Could each entry be returned exactly as it appears?

─── Recorded data

impl ContainerTail {
    pub fn decode<R: Read + Seek>(
        r: &mut LittleEndianReader<R>,
        container_type: ContainerType,
    ) -> Result<Self> {
        Ok(match container_type {
            ContainerType::Shop => Self::Shop {
                unknown: r.read_array()?,
                dialog: KeyTarget(r.read_u32()?),
                shop: decode_shop(r)?,
            },
            ContainerType::Inn => Self::Inn {
                unknown: r.read_array()?,
                dialog: KeyTarget(r.read_u32()?),
                shop: decode_shop(r)?,
            },
            ContainerType::Gravestone => Self::Gravestone {
                unknown: r.read_array()?,
                dialog: KeyTarget(r.read_u32()?),
            },
            ContainerType::Bag => Self::Bag,
            ContainerType::CT1 => Self::CT1 {
                lock: decode_lock(r)?,
            },
            ContainerType::Chest => Self::Chest {
                lock: decode_lock(r)?,
            },
            ContainerType::Building => {
                let lock = decode_lock(r)?;
                let unknown = r.read_array()?;
                let dialog = KeyTarget(r.read_u32()?);
                debug!(%dialog, "post-lock dialog");
                Self::Building {
                    lock,
                    unknown,
                    dialog,
                }
            }
            ContainerType::FairyChest => Self::FairyChest {
                lock: decode_lock(r)?,
                dialog: KeyTarget(r.read_u32()?),
            },
            ContainerType::EventChest => Self::EventChest {
                lock: decode_lock(r)?,
                unknown: r.read_array()?,
            },
            ContainerType::TimirianyaHut => Self::TimirianyaHut {
                unknown: r.read_array()?,
            },
            ContainerType::Combat => Self::Combat {
                unknown: r.read_array()?,
                dialog: KeyTarget(r.read_u32()?),
                unknown2: r.read_array()?,
            },
        })
    }

    pub fn container_type(&self) -> ContainerType {
        match self {
            Self::Shop { .. } => ContainerType::Shop,
            Self::Inn { .. } => ContainerType::Inn,
            Self::Gravestone { .. } => ContainerType::Gravestone,
            Self::Bag => ContainerType::Bag,
            Self::CT1 { .. } => ContainerType::CT1,
            Self::Chest { .. } => ContainerType::Chest,
            Self::Building { .. } => ContainerType::Building,
            Self::FairyChest { .. } => ContainerType::FairyChest,
            Self::EventChest { .. } => ContainerType::EventChest,
            Self::TimirianyaHut { .. } => ContainerType::TimirianyaHut,
            Self::Combat { .. } => ContainerType::Combat,
        }
    }

    pub fn dialog(&self) -> Option<KeyTarget> {
        match self {
            Self::Shop { dialog, .. }
            | Self::Inn { dialog, .. }
            | Self::Gravestone { dialog, .. }
            | Self::Building { dialog, .. }
            | Self::FairyChest { dialog, .. }
            | Self::Combat { dialog, .. } => Some(*dialog),
            Self::Bag
            | Self::CT1 { .. }
            | Self::Chest { .. }
            | Self::EventChest { .. }
            | Self::TimirianyaHut { .. } => None,
        }
    }

    pub fn shop(&self) -> Option<&ShopStats> {
        match self {
            Self::Shop { shop, .. } | Self::Inn { shop, .. } => Some(shop),
            _ => None,
        }
    }

    pub fn lock(&self) -> Option<&LockStats> {
        match self {
            Self::CT1 { lock }
            | Self::Chest { lock }
            | Self::Building { lock, .. }
            | Self::FairyChest { lock, .. }
            | Self::EventChest { lock, .. } => Some(lock),
            _ => None,
        }
    }
}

──────

_Written answer_:
impl ContainerTail {
    pub fn decode<R: Read + Seek>(
        r: &mut LittleEndianReader<R>,
        container_type: ContainerType,
    ) -> Result<Self> {
        Ok(match container_type {
            ContainerType::Shop => Self::Shop {
                unknown: r.read_array()?,
                dialog: KeyTarget(r.read_u32()?),
                shop: decode_shop(r)?,
            },
            ContainerType::Inn => Self::Inn {
                unknown: r.read_array()?,
                dialog: KeyTarget(r.read_u32()?),
                shop: decode_shop(r)?,
            },
            ContainerType::Gravestone => Self::Gravestone {
                unknown: r.read_array()?,
                dialog: KeyTarget(r.read_u32()?),
            },
            ContainerType::Bag => Self::Bag,
            ContainerType::CT1 => Self::CT1 {
                lock: decode_lock(r)?,
            },
            ContainerType::Chest => Self::Chest {
                lock: decode_lock(r)?,
            },
            ContainerType::Building => {
                let lock = decode_lock(r)?;
                let unknown = r.read_array()?;
                let dialog = KeyTarget(r.read_u32()?);
                debug!(%dialog, "post-lock dialog");
                Self::Building {
                    lock,
                    unknown,
                    dialog,
                }
            }
            ContainerType::FairyChest => Self::FairyChest {
                lock: decode_lock(r)?,
                dialog: KeyTarget(r.read_u32()?),
            },
            ContainerType::EventChest => Self::EventChest {
                lock: decode_lock(r)?,
                unknown: r.read_array()?,
            },
            ContainerType::TimirianyaHut => Self::TimirianyaHut {
                unknown: r.read_array()?,
            },
            ContainerType::Combat => Self::Combat {
                unknown: r.read_array()?,
                dialog: KeyTarget(r.read_u32()?),
                unknown2: r.read_array()?,
            },
        })
    }

    pub fn container_type(&self) -> ContainerType {
        match self {
            Self::Shop { .. } => ContainerType::Shop,
            Self::Inn { .. } => ContainerType::Inn,
            Self::Gravestone { .. } => ContainerType::Gravestone,
            Self::Bag => ContainerType::Bag,
            Self::CT1 { .. } => ContainerType::CT1,
            Self::Chest { .. } => ContainerType::Chest,
            Self::Building { .. } => ContainerType::Building,
            Self::FairyChest { .. } => ContainerType::FairyChest,
            Self::EventChest { .. } => ContainerType::EventChest,
            Self::TimirianyaHut { .. } => ContainerType::TimirianyaHut,
            Self::Combat { .. } => ContainerType::Combat,
        }
    }

    pub fn dialog(&self) -> Option<KeyTarget> {
        match self {
            Self::Shop { dialog, .. }
            | Self::Inn { dialog, .. }
            | Self::Gravestone { dialog, .. }
            | Self::Building { dialog, .. }
            | Self::FairyChest { dialog, .. }
            | Self::Combat { dialog, .. } => Some(*dialog),
            Self::Bag
            | Self::CT1 { .. }
            | Self::Chest { .. }
            | Self::EventChest { .. }
            | Self::TimirianyaHut { .. } => None,
        }
    }

    pub fn shop(&self) -> Option<&ShopStats> {
        match self {
            Self::Shop { shop, .. } | Self::Inn { shop, .. } => Some(shop),
            _ => None,
        }
    }

    pub fn lock(&self) -> Option<&LockStats> {
        match self {
            Self::CT1 { lock }
            | Self::Chest { lock }
            | Self::Building { lock, .. }
            | Self::FairyChest { lock, .. }
            | Self::EventChest { lock, .. } => Some(lock),
            _ => None,
        }
    }
}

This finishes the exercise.